**EXERCISE DETAILS**
In the data, extract each line that holds the string "ClassDef".

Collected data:

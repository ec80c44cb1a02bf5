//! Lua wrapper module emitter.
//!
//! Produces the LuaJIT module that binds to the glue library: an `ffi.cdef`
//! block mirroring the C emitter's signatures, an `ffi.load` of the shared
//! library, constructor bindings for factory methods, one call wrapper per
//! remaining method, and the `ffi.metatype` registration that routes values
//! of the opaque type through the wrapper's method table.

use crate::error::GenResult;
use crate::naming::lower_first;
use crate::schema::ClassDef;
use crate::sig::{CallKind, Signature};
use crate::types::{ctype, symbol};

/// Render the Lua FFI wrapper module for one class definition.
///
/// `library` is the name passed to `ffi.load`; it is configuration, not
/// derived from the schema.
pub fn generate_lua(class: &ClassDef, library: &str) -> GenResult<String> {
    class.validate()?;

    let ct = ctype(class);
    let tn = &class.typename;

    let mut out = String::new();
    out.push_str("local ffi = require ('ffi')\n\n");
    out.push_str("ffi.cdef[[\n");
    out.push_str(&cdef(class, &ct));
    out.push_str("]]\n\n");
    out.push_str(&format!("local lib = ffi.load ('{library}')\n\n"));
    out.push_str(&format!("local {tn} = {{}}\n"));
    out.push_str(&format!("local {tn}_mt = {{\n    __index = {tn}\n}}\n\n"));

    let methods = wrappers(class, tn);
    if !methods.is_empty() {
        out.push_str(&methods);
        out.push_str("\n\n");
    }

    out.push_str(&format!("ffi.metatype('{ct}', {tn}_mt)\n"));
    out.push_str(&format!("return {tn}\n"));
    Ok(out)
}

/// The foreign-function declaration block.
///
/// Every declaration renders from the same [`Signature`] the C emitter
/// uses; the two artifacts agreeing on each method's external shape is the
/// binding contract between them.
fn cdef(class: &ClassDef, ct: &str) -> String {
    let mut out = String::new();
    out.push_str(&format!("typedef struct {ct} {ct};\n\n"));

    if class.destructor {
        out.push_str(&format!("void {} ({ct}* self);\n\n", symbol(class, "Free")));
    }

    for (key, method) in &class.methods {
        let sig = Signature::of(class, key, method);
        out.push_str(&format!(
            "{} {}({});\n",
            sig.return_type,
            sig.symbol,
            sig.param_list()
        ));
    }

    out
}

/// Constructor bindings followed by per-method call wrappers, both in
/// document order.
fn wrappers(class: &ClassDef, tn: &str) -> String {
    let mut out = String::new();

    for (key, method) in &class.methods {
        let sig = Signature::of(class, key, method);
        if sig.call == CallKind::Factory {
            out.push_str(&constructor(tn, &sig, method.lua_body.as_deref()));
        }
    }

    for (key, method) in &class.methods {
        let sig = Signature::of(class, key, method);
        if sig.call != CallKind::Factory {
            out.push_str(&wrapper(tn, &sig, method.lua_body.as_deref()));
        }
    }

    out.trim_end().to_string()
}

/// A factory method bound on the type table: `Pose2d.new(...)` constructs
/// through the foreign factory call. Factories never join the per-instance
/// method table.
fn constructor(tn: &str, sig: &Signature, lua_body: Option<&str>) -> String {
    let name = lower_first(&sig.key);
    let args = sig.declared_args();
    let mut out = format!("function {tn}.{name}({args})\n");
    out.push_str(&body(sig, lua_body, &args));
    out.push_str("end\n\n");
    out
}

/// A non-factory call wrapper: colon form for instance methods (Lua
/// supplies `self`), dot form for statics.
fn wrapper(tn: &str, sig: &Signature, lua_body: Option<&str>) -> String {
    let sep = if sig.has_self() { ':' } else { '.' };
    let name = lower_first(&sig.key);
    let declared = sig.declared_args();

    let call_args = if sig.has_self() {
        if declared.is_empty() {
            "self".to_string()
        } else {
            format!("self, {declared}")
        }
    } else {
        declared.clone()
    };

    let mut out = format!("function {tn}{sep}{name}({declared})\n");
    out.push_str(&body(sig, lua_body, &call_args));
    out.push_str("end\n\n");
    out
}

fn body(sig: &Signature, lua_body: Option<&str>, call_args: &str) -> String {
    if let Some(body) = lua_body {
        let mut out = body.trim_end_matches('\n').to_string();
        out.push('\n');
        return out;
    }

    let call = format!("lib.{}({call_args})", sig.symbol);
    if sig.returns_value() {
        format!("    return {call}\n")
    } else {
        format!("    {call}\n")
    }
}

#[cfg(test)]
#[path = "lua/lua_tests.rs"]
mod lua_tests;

**WRITTEN ANSWER**
use crate::schema::ClassDef;
pub fn generate_lua(class: &ClassDef, library: &str) -> GenResult<String> {
fn cdef(class: &ClassDef, ct: &str) -> String {
fn wrappers(class: &ClassDef, tn: &str) -> String {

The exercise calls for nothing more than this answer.